> _TASK TO COMPLETE_
I'd like every line in the following listing that holds "static" copied.

> _DATA_

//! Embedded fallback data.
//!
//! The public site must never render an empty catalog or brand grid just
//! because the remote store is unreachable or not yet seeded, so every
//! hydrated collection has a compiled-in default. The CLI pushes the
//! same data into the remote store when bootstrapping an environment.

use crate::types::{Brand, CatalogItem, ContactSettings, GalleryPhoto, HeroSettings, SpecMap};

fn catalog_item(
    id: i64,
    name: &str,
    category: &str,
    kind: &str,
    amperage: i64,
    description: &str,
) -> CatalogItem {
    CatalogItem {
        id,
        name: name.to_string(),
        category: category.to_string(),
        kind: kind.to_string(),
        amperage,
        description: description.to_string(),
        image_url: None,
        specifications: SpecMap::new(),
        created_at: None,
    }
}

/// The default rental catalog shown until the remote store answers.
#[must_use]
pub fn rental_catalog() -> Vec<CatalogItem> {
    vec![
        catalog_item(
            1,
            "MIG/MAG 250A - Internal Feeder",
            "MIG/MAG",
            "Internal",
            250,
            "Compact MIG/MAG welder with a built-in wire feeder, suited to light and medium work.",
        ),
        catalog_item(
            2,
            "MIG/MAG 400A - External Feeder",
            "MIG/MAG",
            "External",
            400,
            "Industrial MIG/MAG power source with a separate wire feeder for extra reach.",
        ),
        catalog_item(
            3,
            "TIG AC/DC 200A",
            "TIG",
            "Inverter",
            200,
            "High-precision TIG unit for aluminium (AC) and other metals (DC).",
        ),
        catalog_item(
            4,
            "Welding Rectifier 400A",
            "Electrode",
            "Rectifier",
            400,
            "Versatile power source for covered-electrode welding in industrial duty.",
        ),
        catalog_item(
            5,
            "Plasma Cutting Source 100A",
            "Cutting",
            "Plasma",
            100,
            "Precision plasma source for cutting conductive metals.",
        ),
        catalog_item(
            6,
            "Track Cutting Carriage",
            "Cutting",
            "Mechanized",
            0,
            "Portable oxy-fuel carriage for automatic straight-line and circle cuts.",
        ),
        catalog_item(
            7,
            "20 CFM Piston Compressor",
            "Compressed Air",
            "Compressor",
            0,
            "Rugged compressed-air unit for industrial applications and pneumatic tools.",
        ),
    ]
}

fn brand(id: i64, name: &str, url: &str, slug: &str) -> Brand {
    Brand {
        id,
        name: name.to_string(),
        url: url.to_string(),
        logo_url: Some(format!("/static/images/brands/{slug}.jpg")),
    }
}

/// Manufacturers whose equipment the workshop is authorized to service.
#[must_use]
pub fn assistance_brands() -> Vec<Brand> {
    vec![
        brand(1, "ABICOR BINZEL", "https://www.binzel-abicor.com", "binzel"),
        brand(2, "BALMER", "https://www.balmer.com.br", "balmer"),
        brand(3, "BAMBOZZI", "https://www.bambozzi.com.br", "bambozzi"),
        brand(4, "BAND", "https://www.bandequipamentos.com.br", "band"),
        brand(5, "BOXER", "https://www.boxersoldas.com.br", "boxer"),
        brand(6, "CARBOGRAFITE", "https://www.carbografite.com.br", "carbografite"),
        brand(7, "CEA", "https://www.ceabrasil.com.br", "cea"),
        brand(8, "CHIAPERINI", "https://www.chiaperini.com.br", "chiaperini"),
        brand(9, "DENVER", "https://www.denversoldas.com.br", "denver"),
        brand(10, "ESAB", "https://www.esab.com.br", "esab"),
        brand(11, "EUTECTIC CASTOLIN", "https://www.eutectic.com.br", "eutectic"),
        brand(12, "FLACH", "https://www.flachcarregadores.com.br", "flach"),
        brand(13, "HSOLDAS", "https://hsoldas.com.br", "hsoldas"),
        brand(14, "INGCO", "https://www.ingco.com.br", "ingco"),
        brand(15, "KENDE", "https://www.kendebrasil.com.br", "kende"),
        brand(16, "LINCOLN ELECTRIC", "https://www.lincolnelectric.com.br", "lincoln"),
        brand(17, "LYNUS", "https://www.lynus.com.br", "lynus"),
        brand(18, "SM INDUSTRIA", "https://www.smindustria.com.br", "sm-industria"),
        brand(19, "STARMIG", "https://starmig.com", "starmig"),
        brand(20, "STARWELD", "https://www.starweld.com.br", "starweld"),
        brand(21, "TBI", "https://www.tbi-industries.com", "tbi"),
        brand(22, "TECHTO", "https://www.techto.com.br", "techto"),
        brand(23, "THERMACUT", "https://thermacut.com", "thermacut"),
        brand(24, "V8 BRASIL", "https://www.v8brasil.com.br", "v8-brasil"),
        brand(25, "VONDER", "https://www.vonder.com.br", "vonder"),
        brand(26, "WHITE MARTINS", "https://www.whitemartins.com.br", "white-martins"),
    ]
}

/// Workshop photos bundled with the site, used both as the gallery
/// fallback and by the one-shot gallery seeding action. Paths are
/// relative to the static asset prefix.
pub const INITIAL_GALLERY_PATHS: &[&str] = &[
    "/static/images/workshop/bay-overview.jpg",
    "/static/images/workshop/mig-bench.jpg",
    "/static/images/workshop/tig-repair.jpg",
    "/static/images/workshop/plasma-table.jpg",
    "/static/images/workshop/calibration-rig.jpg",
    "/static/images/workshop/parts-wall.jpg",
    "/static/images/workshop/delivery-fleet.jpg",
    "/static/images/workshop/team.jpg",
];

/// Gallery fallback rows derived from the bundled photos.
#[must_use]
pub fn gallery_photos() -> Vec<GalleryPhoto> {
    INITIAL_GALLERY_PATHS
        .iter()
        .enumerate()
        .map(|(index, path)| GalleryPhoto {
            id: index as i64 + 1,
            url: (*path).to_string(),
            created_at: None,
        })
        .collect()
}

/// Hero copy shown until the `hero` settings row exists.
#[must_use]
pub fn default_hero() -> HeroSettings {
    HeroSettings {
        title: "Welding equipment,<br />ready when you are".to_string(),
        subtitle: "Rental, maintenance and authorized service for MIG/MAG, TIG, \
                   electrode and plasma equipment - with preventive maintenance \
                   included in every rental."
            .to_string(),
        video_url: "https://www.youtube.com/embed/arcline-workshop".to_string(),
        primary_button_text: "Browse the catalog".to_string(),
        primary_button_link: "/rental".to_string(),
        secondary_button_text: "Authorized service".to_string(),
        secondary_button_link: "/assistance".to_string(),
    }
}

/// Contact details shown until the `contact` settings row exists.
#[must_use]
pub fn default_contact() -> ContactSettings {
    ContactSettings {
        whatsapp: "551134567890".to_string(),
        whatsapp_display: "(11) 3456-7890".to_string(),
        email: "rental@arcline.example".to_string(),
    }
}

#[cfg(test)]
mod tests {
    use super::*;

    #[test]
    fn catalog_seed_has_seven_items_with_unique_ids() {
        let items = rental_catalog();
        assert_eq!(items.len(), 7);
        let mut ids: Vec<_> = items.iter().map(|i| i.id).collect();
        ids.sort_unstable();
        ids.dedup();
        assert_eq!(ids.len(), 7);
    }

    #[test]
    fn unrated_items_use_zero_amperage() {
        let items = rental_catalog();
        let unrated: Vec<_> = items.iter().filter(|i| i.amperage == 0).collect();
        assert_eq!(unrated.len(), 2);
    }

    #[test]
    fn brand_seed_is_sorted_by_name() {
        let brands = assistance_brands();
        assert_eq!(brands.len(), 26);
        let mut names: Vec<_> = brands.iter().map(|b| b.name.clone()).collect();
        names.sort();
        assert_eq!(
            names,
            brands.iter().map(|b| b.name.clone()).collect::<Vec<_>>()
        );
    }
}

> _RESULT FOR THIS TASK_
        logo_url: Some(format!("/static/images/brands/{slug}.jpg")),
/// relative to the static asset prefix.
    "/static/images/workshop/bay-overview.jpg",
    "/static/images/workshop/mig-bench.jpg",
    "/static/images/workshop/tig-repair.jpg",
    "/static/images/workshop/plasma-table.jpg",
    "/static/images/workshop/calibration-rig.jpg",
    "/static/images/workshop/parts-wall.jpg",
    "/static/images/workshop/delivery-fleet.jpg",
    "/static/images/workshop/team.jpg",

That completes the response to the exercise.